Open Letter To DC Comics:

How you made me stop reading (and buying) your titles after 20 years of fealty:
1. gross negligence and incompetence of Dan Diddio corrupting the quality and credibility of the DC legacy

2. disgusting misogyny and shamelessly shameful over-sexualized objectification of women… offensive to females AND good taste.

3. egregious age-ism: characters age 35 and older have been either regressed to 20 something or discarded in the reboot

4. oh, yeah— that ridiculous reboot—I mean relaunch … which was totally unnecessary for the sake of revitalizing the characters, since that could easily have been done without regression

5. squandered opportunity for innovation and revolutionizing their characters and the way superhero comics are done, as well as how the comics industry operates

6. failure to appeal (and make amends) to more female readers. You say the relaunch is intended to interest new readers, but you still cater the same 18-35 male demographic you already had. Your core titles should be accessible to ALL readers.

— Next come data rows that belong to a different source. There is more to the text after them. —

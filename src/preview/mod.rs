//! Preview builder: header row plus a bounded sample of data rows.
//!
//! Purely advisory, used to render a sample table before the user
//! commits to uploading. Ragged rows are tolerated, never rejected:
//! sample rows are padded or truncated to the header width so a display
//! layer can render them as a rectangular table, while
//! `total_row_count` still reports the true number of data rows.

use crate::error::CsvResult;
use crate::models::{ParsedPreview, RawFile};
use crate::parser;

/// Default number of sample rows in a preview.
pub const DEFAULT_SAMPLE_ROWS: usize = 10;

/// Build a preview from decoded text content.
pub fn build_preview(content: &str, max_sample_rows: usize) -> ParsedPreview {
    let (headers, format) = parser::parse_headers(content);
    let width = headers.len();

    let mut total_row_count = 0;
    let mut sample_rows = Vec::new();

    for line in parser::data_lines(content) {
        total_row_count += 1;
        if sample_rows.len() >= max_sample_rows {
            continue;
        }

        let mut cells = parser::split_line(line, format);
        // Reshape for display only; the underlying content is untouched.
        cells.truncate(width.max(1));
        while cells.len() < width {
            cells.push(String::new());
        }
        sample_rows.push(cells);
    }

    ParsedPreview {
        headers,
        sample_rows,
        total_row_count,
        format,
    }
}

/// Build a preview straight from a user-supplied file.
pub fn preview_file(file: &RawFile, max_sample_rows: usize) -> CsvResult<ParsedPreview> {
    let (content, _encoding) = parser::decode_bytes(&file.bytes)?;
    Ok(build_preview(&content, max_sample_rows))
}
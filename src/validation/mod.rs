//! Column validation against required-column contracts.
//!
//! A file is valid for a given [`UploadKind`] iff every column in the
//! kind's contract appears in its header row. Comparison is
//! case-insensitive and whitespace-trimmed, and a leading byte-order
//! mark on the first header is ignored (a real-world failure mode:
//! spreadsheet exports prepend a BOM that otherwise glues itself to the
//! first header token).
//!
//! Missing columns are a reported-error path, not a fatal one: the
//! result is always a [`ValidationReport`], never an `Err`.

use crate::models::{DelimiterFormat, UploadKind, ValidationReport};
use crate::parser;

/// Compare headers against a required-column list.
///
/// Returns the missing column names in the order the contract declares
/// them (not in file order), so the user sees the same deterministic
/// error list on every run.
pub fn missing_columns(headers: &[String], required: &[&str]) -> Vec<String> {
    let normalized: Vec<String> = headers
        .iter()
        .map(|h| parser::strip_bom(h).trim().to_lowercase())
        .collect();

    required
        .iter()
        .filter(|r| !normalized.contains(&r.trim().to_lowercase()))
        .map(|r| r.to_string())
        .collect()
}

/// Validate parsed headers against a kind's contract.
pub fn validate_headers(
    headers: Vec<String>,
    format: DelimiterFormat,
    kind: UploadKind,
    row_count: usize,
) -> ValidationReport {
    // A header-less file gets one explicit error, not one per contract column.
    if headers.is_empty() || headers.iter().all(|h| h.trim().is_empty()) {
        return ValidationReport {
            is_valid: false,
            errors: vec!["File is empty or has no header row".to_string()],
            missing_columns: Vec::new(),
            format,
            headers,
            row_count,
        };
    }

    let missing = missing_columns(&headers, kind.required_columns());
    let errors: Vec<String> = missing
        .iter()
        .map(|c| format!("Missing required column: {}", c))
        .collect();

    ValidationReport {
        is_valid: missing.is_empty(),
        errors,
        missing_columns: missing,
        format,
        headers,
        row_count,
    }
}

/// Validate raw text content for an upload kind.
///
/// Detects the delimiter convention, parses the header row and checks
/// it against the kind's contract. Read-only and side-effect-free.
pub fn validate_content(content: &str, kind: UploadKind) -> ValidationReport {
    let (headers, format) = parser::parse_headers(content);
    let row_count = parser::count_data_rows(content);
    validate_headers(headers, format, kind, row_count)
}

#[cfg(test)]
mod tests {
    use super::*;

    fn headers(items: &[&str]) -> Vec<String> {
        items.iter().map(|s| s.to_string()).collect()
    }

    #[test]
    fn test_valid_pipe_lessons_file() {
        let content = "class|subject|term|week|topic|overview|objectives|key_concepts|summary|application\nJS1|Math|1|1|Sets|o|obj|kc|s|a";
        let report = validate_content(content, UploadKind::Lessons);
        assert_eq!(report.format, DelimiterFormat::Pipe);
        assert!(report.is_valid);
        assert!(report.errors.is_empty());
        assert_eq!(report.row_count, 1);
    }

    #[test]
    fn test_missing_columns_in_contract_order() {
        // Only 3 of the 10 lessons columns present: exactly 7 errors,
        // each naming one column, in the contract's declared order.
        let report = validate_content("class,subject,term\na,b,c", UploadKind::Lessons);
        assert!(!report.is_valid);
        assert_eq!(report.errors.len(), 7);
        assert_eq!(
            report.missing_columns,
            vec![
                "week",
                "topic",
                "overview",
                "objectives",
                "key_concepts",
                "summary",
                "application"
            ]
        );
        assert_eq!(report.errors[0], "Missing required column: week");
    }

    #[test]
    fn test_case_and_whitespace_tolerance() {
        let missing = missing_columns(
            &headers(&[" Class ", "SUBJECT", "Term"]),
            &["class", "subject", "term"],
        );
        assert!(missing.is_empty());
    }

    #[test]
    fn test_bom_on_first_header() {
        let report = validate_content(
            "\u{FEFF}class,subject,term,week,topic,breakdown\nJS1,Math,1,1,Sets,intro",
            UploadKind::SchemeOfWork,
        );
        assert!(report.is_valid, "BOM must not poison the first header");
    }

    #[test]
    fn test_empty_file_single_error() {
        let report = validate_content("", UploadKind::Lessons);
        assert!(!report.is_valid);
        assert_eq!(report.errors.len(), 1);
        assert!(report.errors[0].contains("empty"));
        assert!(report.missing_columns.is_empty());
    }

    #[test]
    fn test_validator_is_deterministic() {
        let content = "class,term\na,b";
        let first = validate_content(content, UploadKind::Lessons);
        for _ in 0..3 {
            assert_eq!(validate_content(content, UploadKind::Lessons), first);
        }
    }

    #[test]
    fn test_extra_columns_are_fine() {
        let report = validate_content(
            "lesson,title,description,order_index,notes,extra\nx,y,z,1,n,e",
            UploadKind::Concepts,
        );
        assert!(report.is_valid);
    }

    #[test]
    fn test_ragged_rows_do_not_gate_validity() {
        // Row shape is a preview concern; header presence is the only gate.
        let report = validate_content(
            "lesson,title,description,order_index\nonly,two\nway,too,many,fields,here,now",
            UploadKind::Concepts,
        );
        assert!(report.is_valid);
        assert_eq!(report.row_count, 2);
    }
}
//! HTTP intake server.
//!
//! Sits between browser clients and the platform upload API: files are
//! posted here as multipart forms, validated and previewed locally, and
//! accepted files are proxied upstream with the single-fallback upload
//! logic applied.
//!
//! # API Endpoints
//!
//! | Method | Path                    | Description                           |
//! |--------|-------------------------|---------------------------------------|
//! | GET    | `/health`               | Health check                          |
//! | GET    | `/api/contracts`        | Column contracts for all upload kinds |
//! | GET    | `/api/logs`             | SSE stream for real-time logs         |
//! | POST   | `/api/validate/{kind}`  | Validate + preview, no upstream call  |
//! | POST   | `/api/uploads/{kind}`   | Validated upload with format fallback |

use axum::{
    extract::{Multipart, Path, State},
    http::{header, Method, StatusCode},
    response::{sse::Event, IntoResponse, Json, Response, Sse},
    routing::{get, post},
    Router,
};
use futures::stream::Stream;
use serde_json::{json, Value};
use std::{convert::Infallible, net::SocketAddr, str::FromStr, time::Duration};
use tokio_stream::wrappers::BroadcastStream;
use tokio_stream::StreamExt as _;
use tower_http::cors::CorsLayer;

use super::logs::LOG_BROADCASTER;
use super::types::{error_response, IntakeResponse, ValidateResponse};
use crate::error::{ServerError, ServerResult};
use crate::models::{RawFile, UploadKind};
use crate::preview;
use crate::upload::{HttpTransport, Uploader};
use crate::validation;

/// Start the intake server, proxying uploads to the given uploader's API.
pub async fn start_server(
    port: u16,
    uploader: Uploader<HttpTransport>,
) -> Result<(), Box<dyn std::error::Error>> {
    let cors = CorsLayer::new()
        .allow_origin(tower_http::cors::Any)
        .allow_methods([Method::GET, Method::POST, Method::OPTIONS])
        .allow_headers([header::CONTENT_TYPE, header::ACCEPT])
        .expose_headers([header::CONTENT_TYPE]);

    let app = Router::new()
        .route("/", get(health))
        .route("/health", get(health))
        .route("/api/contracts", get(contracts))
        .route("/api/logs", get(sse_logs))
        .route("/api/validate/{kind}", post(validate_file))
        .route("/api/uploads/{kind}", post(upload_file))
        .layer(cors)
        .with_state(uploader);

    let addr = SocketAddr::from(([0, 0, 0, 0], port));
    println!("courseload intake server on http://localhost:{}", port);
    println!("   POST /api/validate/{{kind}} - Validate + preview a file");
    println!("   POST /api/uploads/{{kind}}  - Validated upload with fallback");
    println!("   GET  /api/contracts        - Column contracts");
    println!("   GET  /api/logs             - SSE log stream");
    println!("   GET  /health               - Health check");

    let listener = tokio::net::TcpListener::bind(addr).await?;
    axum::serve(listener, app).await?;

    Ok(())
}

/// Health check endpoint
async fn health() -> Json<Value> {
    Json(json!({
        "status": "ok",
        "service": "courseload",
        "version": env!("CARGO_PKG_VERSION"),
        "endpoints": {
            "validate": "POST /api/validate/{kind}",
            "uploads": "POST /api/uploads/{kind}",
            "contracts": "GET /api/contracts",
            "logs": "GET /api/logs (SSE)"
        }
    }))
}

/// Column contracts for every upload kind
async fn contracts() -> Json<Value> {
    let kinds: Vec<Value> = UploadKind::ALL
        .iter()
        .map(|kind| {
            json!({
                "kind": kind.name(),
                "fieldName": kind.field_name(),
                "endpoint": kind.endpoint_path(),
                "requiredColumns": kind.required_columns(),
            })
        })
        .collect();

    Json(json!({ "kinds": kinds }))
}

/// SSE endpoint for real-time log streaming
async fn sse_logs() -> Sse<impl Stream<Item = Result<Event, Infallible>>> {
    let rx = LOG_BROADCASTER.subscribe();

    let stream = BroadcastStream::new(rx).filter_map(|result| match result {
        Ok(entry) => {
            let json = serde_json::to_string(&entry).ok()?;
            Some(Ok(Event::default().data(json)))
        }
        Err(_) => None,
    });

    Sse::new(stream).keep_alive(
        axum::response::sse::KeepAlive::new()
            .interval(Duration::from_secs(15))
            .text("keep-alive"),
    )
}

impl IntoResponse for ServerError {
    fn into_response(self) -> Response {
        let status = match &self {
            ServerError::Csv(_) | ServerError::BadRequest(_) => StatusCode::BAD_REQUEST,
        };
        (status, Json(error_response(&self.to_string()))).into_response()
    }
}

fn parse_kind(kind: &str) -> ServerResult<UploadKind> {
    UploadKind::from_str(kind).map_err(ServerError::BadRequest)
}

/// Pull the uploaded file out of a multipart form.
///
/// Accepts the kind-specific field name (`lessons_file`, ...) or a
/// plain `file` field.
async fn extract_file(kind: UploadKind, mut multipart: Multipart) -> ServerResult<RawFile> {
    let mut file: Option<RawFile> = None;

    while let Some(field) = multipart
        .next_field()
        .await
        .map_err(|e| ServerError::BadRequest(format!("Multipart error: {}", e)))?
    {
        let name = field.name().unwrap_or("").to_string();
        if name != "file" && name != kind.field_name() {
            continue;
        }

        let file_name = field
            .file_name()
            .unwrap_or("upload.csv")
            .to_string();
        let media_type = field
            .content_type()
            .unwrap_or("text/csv")
            .to_string();
        let bytes = field
            .bytes()
            .await
            .map_err(|e| ServerError::BadRequest(format!("Read error: {}", e)))?
            .to_vec();

        file = Some(RawFile::new(file_name, bytes).with_media_type(media_type));
    }

    file.ok_or_else(|| {
        ServerError::BadRequest(format!(
            "No file provided (expected field '{}' or 'file')",
            kind.field_name()
        ))
    })
}

/// Validate-only endpoint: structural feedback and a preview, no
/// upstream request is ever made from here.
async fn validate_file(
    Path(kind): Path<String>,
    multipart: Multipart,
) -> ServerResult<Json<ValidateResponse>> {
    let kind = parse_kind(&kind)?;
    let file = extract_file(kind, multipart).await?;

    let (content, _encoding) = crate::parser::decode_bytes(&file.bytes)?;

    let validation = validation::validate_content(&content, kind);
    let preview = preview::build_preview(&content, preview::DEFAULT_SAMPLE_ROWS);

    Ok(Json(ValidateResponse::new(validation, preview)))
}

/// Proxied upload endpoint: full validated upload with format fallback.
async fn upload_file(
    State(uploader): State<Uploader<HttpTransport>>,
    Path(kind): Path<String>,
    multipart: Multipart,
) -> ServerResult<Json<IntakeResponse>> {
    let kind = parse_kind(&kind)?;
    let file = extract_file(kind, multipart).await?;

    println!("new {} upload: {} ({} bytes)", kind, file.name, file.bytes.len());

    let outcome = uploader.upload(kind, &file).await;
    Ok(Json(IntakeResponse::from(outcome)))
}

#[cfg(test)]
mod tests {
    use super::*;
    use crate::error::CsvError;

    #[test]
    fn test_parse_kind_rejects_unknown() {
        assert!(parse_kind("lessons").is_ok());
        assert!(parse_kind("not-a-kind").is_err());
    }

    #[test]
    fn test_server_errors_map_to_bad_request() {
        let resp = ServerError::BadRequest("no file".into()).into_response();
        assert_eq!(resp.status(), StatusCode::BAD_REQUEST);

        let resp = ServerError::from(CsvError::EmptyFile).into_response();
        assert_eq!(resp.status(), StatusCode::BAD_REQUEST);
    }
}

7. stale, formulaic and lamely constructed stories; mundane storytelling methods-- issue #1 of some titles were so dull and badly written that I actually threw them away

8. criminal disregard for character and story integrity-- with one issue, Justice League International goes from awesome to awful— like DC suddenly forgot how to write good stories

9. Flashpoint and Darkest Night and Alt-reality reimagining of Wonder Woman and War of the Supermen

10. Succeeding in making me not care about Batman— my favorite superhero. The bulk of my comic selection was Batman family titles.

11. Reboot has proven to be a cheap stunt-- a gimmick of no substance, relevance or merit

12. Letters pages have become nothing more than self promotion and congratulatory narcissism, whereas they used to facilitate discussion and exploration.

13. Quality of stories have not provided sufficient “return on investment”

and BONUS: as Jessica Stover reminded me: DC Comics is owned by Time Warner and AOL certainly has been a part of promoting for profit on a large scale what the writer detests.